Items from a data source
*****

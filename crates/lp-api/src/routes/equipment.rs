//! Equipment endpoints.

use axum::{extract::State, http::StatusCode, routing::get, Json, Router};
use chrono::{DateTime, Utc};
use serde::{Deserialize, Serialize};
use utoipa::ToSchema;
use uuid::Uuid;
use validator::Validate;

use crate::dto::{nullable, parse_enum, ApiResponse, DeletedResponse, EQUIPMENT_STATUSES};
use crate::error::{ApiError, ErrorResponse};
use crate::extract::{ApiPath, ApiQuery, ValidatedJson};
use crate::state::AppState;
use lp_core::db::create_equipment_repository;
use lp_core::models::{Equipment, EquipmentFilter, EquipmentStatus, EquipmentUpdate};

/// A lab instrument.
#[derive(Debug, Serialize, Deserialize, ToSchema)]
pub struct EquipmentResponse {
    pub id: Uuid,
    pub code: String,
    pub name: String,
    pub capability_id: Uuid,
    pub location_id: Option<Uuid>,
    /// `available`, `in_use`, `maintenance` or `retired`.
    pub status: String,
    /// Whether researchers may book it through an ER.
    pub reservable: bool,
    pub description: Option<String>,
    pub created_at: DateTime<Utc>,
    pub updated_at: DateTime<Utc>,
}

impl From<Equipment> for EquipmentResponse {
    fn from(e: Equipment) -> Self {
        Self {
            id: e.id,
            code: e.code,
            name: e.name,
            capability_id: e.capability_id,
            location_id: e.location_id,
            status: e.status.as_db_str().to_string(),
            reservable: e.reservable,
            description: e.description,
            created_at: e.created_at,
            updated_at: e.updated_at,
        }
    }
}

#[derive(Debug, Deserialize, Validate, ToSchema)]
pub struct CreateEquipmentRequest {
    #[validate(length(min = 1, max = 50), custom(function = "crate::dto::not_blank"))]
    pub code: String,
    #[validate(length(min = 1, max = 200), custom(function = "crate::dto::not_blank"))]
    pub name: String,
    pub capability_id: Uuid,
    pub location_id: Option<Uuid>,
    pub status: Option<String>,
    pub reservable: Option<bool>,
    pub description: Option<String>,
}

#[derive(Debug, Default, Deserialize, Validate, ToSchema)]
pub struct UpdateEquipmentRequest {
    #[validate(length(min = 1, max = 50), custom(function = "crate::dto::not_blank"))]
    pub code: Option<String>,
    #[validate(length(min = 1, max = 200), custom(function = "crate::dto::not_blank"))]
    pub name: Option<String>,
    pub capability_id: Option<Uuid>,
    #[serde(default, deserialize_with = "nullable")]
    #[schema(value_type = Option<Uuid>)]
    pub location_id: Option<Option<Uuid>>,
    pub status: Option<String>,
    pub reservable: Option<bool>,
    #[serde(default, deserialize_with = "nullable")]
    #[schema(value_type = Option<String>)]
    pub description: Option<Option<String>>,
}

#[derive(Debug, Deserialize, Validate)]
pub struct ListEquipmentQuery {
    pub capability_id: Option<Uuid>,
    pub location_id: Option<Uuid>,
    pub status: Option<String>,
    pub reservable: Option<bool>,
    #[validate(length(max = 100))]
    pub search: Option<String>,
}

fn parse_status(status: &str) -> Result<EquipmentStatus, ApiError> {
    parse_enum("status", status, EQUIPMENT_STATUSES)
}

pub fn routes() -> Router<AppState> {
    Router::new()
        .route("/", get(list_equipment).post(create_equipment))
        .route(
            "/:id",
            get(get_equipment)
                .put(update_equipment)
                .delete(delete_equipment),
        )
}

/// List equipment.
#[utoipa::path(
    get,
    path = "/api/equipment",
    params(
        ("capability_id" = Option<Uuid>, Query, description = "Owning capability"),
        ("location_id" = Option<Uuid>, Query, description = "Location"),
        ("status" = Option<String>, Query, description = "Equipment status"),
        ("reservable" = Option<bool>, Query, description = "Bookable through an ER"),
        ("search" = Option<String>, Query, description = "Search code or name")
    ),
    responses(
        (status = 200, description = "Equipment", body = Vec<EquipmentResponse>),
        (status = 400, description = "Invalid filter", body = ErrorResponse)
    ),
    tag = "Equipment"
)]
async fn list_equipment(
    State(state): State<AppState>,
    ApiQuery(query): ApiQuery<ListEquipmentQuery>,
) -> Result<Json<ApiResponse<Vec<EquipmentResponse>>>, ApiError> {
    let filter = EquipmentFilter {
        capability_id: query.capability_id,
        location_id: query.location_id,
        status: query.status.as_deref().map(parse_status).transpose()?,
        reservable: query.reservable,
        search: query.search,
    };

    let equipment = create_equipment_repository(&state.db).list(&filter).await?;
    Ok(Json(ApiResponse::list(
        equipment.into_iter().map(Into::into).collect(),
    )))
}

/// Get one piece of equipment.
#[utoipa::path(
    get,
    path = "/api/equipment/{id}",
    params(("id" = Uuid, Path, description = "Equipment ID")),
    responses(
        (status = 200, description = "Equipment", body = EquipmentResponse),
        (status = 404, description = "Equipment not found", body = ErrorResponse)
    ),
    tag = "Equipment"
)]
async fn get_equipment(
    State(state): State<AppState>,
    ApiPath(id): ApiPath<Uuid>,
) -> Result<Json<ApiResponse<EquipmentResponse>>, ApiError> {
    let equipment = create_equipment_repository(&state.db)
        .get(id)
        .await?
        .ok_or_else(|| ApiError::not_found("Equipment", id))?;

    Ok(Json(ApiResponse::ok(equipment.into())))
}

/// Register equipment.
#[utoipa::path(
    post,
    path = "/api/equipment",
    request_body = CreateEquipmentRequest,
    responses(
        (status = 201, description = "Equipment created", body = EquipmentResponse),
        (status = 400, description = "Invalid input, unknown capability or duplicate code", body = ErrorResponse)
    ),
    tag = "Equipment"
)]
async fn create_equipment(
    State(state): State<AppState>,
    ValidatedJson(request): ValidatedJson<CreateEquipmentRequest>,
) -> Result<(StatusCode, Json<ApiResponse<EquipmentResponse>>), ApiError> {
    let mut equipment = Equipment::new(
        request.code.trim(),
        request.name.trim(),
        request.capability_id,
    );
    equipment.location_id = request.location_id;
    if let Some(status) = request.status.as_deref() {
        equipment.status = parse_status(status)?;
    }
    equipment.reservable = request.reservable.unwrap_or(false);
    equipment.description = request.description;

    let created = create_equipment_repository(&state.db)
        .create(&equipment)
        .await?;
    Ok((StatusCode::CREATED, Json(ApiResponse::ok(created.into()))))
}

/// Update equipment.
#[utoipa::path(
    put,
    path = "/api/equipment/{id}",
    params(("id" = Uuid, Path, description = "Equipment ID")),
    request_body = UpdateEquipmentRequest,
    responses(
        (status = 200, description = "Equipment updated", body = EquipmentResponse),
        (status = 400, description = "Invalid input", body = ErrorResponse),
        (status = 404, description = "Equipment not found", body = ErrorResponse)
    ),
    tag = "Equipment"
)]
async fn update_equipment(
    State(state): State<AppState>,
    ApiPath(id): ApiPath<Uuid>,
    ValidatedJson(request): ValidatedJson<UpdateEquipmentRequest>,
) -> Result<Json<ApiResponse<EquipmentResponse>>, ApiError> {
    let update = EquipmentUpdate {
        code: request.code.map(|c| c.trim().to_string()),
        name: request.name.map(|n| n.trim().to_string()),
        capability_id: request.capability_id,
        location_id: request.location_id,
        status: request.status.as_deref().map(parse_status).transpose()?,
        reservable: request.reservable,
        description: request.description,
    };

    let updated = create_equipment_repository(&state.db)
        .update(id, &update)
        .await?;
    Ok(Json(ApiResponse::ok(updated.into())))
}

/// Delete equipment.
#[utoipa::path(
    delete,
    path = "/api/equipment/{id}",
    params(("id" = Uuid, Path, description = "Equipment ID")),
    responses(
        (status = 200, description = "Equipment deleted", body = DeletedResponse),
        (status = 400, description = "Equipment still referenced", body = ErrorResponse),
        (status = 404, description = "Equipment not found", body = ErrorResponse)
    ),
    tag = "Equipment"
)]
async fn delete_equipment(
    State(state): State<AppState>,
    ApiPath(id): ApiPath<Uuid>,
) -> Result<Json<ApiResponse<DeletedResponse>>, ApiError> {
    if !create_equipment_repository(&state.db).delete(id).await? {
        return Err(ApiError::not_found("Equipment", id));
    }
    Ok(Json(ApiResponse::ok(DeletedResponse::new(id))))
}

*****

- [Exercise brief]: Starting with the first line of the records, repeat every line up to and including the one containing "use validator::Validate;", and nothing else.

- [The completed task]:
filename crates/lp-api/src/routes/equipment.rs
//! Equipment endpoints.

use axum::{extract::State, http::StatusCode, routing::get, Json, Router};
use chrono::{DateTime, Utc};
use serde::{Deserialize, Serialize};
use utoipa::ToSchema;
use uuid::Uuid;
use validator::Validate;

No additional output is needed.